Top of Given records
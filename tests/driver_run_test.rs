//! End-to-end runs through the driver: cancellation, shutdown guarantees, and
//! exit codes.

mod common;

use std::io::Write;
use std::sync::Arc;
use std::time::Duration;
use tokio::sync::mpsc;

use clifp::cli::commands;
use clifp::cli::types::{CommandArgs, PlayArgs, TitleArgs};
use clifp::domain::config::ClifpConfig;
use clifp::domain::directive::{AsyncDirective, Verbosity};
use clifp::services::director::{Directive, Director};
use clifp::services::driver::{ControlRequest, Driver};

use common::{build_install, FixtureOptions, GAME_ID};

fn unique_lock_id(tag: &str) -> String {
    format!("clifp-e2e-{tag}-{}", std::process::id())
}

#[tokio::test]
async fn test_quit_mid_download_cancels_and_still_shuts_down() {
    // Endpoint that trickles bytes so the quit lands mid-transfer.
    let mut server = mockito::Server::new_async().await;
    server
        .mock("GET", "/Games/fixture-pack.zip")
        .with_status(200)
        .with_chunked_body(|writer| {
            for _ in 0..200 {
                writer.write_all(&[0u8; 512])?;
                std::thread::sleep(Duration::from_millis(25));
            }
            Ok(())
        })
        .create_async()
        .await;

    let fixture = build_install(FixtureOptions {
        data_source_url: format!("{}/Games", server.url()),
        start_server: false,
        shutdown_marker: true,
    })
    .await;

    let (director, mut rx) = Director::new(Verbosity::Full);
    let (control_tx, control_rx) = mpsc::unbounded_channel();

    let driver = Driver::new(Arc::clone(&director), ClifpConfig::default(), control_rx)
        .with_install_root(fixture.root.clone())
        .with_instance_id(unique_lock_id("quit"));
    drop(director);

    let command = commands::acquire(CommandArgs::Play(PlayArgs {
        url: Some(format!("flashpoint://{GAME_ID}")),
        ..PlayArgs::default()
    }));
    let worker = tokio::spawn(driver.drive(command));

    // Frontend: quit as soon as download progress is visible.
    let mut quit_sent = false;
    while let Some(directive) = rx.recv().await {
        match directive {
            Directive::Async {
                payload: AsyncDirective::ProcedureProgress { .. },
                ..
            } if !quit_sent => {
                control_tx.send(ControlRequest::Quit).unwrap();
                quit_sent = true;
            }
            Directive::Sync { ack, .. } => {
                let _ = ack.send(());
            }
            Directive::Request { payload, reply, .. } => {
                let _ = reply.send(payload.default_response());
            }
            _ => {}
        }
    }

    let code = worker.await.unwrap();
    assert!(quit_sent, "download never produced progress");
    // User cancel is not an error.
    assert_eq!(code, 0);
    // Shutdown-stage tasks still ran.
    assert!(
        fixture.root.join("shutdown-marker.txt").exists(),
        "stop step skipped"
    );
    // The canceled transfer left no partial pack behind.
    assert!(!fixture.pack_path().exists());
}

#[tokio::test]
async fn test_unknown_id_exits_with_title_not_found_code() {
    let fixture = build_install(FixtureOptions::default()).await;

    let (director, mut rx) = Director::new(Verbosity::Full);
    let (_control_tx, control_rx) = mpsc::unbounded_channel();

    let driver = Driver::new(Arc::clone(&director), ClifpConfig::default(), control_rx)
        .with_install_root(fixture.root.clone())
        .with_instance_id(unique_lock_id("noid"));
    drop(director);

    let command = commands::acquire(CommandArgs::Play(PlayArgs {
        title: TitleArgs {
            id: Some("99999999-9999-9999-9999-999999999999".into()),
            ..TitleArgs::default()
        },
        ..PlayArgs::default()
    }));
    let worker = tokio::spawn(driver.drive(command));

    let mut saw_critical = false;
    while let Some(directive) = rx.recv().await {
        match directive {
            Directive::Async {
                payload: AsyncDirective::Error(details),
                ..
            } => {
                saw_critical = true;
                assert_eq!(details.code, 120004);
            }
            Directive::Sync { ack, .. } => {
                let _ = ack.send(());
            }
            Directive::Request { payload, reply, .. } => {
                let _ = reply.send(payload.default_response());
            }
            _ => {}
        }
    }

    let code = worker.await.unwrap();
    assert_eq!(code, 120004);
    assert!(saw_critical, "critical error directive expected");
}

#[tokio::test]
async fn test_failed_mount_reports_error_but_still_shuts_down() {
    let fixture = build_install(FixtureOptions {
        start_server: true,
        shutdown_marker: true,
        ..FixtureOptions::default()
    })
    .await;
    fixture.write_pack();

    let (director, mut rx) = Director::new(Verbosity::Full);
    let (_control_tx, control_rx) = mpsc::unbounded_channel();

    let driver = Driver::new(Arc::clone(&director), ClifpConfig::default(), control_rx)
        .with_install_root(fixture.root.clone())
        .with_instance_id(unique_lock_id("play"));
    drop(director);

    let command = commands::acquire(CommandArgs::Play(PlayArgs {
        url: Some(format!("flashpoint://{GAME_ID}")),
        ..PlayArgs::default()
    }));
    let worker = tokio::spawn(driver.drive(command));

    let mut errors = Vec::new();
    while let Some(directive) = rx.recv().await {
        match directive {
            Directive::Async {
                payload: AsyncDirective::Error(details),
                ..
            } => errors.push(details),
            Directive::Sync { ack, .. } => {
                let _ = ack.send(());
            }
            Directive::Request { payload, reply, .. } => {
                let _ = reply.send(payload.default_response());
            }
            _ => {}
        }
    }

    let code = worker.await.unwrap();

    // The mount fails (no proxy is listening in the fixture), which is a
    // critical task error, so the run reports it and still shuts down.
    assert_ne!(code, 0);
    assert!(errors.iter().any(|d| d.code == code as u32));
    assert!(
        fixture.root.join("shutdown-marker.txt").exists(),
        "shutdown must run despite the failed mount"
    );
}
Bottom of Given records
Top of Given records
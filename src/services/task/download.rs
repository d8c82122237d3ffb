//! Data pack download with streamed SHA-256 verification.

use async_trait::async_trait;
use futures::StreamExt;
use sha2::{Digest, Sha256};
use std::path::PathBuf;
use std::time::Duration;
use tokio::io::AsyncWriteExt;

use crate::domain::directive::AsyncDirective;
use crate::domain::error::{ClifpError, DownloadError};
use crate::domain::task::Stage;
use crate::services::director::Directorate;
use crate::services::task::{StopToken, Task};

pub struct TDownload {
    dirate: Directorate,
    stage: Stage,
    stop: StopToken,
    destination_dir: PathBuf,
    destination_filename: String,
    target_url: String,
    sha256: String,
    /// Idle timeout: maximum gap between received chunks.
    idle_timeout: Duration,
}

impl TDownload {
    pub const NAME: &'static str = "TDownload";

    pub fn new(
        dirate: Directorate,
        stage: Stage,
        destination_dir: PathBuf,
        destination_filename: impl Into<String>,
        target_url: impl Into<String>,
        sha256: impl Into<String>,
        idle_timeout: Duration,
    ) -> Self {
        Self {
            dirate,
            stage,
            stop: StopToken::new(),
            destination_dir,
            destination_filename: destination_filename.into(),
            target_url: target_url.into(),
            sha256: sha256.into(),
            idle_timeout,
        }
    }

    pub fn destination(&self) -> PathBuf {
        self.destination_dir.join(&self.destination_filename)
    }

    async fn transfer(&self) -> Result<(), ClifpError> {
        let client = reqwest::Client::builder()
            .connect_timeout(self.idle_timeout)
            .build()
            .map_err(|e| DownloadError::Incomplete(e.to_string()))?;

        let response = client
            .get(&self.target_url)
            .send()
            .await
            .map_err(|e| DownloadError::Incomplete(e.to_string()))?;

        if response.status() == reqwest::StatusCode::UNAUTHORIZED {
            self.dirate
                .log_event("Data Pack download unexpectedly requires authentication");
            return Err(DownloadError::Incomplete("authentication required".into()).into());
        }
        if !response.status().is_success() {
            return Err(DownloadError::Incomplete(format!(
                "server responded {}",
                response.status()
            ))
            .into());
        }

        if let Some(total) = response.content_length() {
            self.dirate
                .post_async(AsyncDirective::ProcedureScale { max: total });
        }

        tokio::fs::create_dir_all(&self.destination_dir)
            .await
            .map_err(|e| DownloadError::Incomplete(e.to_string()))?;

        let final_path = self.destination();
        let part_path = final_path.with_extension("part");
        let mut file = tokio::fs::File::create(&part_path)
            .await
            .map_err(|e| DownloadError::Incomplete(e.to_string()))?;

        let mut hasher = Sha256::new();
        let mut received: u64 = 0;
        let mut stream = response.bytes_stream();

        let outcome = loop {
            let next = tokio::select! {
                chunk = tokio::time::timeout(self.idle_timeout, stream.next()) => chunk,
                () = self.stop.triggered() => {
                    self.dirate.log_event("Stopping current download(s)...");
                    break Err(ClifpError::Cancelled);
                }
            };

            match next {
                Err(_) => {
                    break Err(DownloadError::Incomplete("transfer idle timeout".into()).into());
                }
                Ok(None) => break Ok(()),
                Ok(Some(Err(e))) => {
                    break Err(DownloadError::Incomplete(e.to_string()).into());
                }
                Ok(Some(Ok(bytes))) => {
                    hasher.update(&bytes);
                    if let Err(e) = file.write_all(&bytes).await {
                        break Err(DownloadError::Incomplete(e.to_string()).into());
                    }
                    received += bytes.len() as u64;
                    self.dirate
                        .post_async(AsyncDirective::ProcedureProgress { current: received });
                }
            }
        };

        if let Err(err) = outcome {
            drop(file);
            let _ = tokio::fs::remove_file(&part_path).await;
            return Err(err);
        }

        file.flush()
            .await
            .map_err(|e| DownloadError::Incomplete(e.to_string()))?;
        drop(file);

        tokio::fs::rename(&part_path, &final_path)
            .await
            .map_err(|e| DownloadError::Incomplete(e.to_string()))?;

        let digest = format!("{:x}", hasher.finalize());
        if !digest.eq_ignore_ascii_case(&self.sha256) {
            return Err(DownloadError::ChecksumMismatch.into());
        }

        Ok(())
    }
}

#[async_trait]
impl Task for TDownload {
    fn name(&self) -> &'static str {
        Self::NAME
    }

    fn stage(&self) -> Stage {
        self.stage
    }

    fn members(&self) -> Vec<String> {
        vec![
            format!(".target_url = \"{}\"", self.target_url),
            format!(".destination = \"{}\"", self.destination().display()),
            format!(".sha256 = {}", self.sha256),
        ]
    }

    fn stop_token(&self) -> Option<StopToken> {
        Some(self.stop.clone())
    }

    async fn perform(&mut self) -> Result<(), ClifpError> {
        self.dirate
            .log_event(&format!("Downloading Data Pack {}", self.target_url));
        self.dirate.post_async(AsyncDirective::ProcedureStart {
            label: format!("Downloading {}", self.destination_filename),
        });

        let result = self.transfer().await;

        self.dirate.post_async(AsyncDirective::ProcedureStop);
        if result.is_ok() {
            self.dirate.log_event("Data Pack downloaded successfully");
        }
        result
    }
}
Bottom of Given records
▸ **Work task**
From the entries above, print the lines beginning at the one with "filename tests/driver_run_test.rs" and stopping after the one with "for _ in 0..200", exactly as written and with nothing else.

▸ **Exercise response**
filename tests/driver_run_test.rs
//! End-to-end runs through the driver: cancellation, shutdown guarantees, and
//! exit codes.

mod common;

use std::io::Write;
use std::sync::Arc;
use std::time::Duration;
use tokio::sync::mpsc;

use clifp::cli::commands;
use clifp::cli::types::{CommandArgs, PlayArgs, TitleArgs};
use clifp::domain::config::ClifpConfig;
use clifp::domain::directive::{AsyncDirective, Verbosity};
use clifp::services::director::{Directive, Director};
use clifp::services::driver::{ControlRequest, Driver};

use common::{build_install, FixtureOptions, GAME_ID};

fn unique_lock_id(tag: &str) -> String {
    format!("clifp-e2e-{tag}-{}", std::process::id())
}

#[tokio::test]
async fn test_quit_mid_download_cancels_and_still_shuts_down() {
    // Endpoint that trickles bytes so the quit lands mid-transfer.
    let mut server = mockito::Server::new_async().await;
    server
        .mock("GET", "/Games/fixture-pack.zip")
        .with_status(200)
        .with_chunked_body(|writer| {
            for _ in 0..200 {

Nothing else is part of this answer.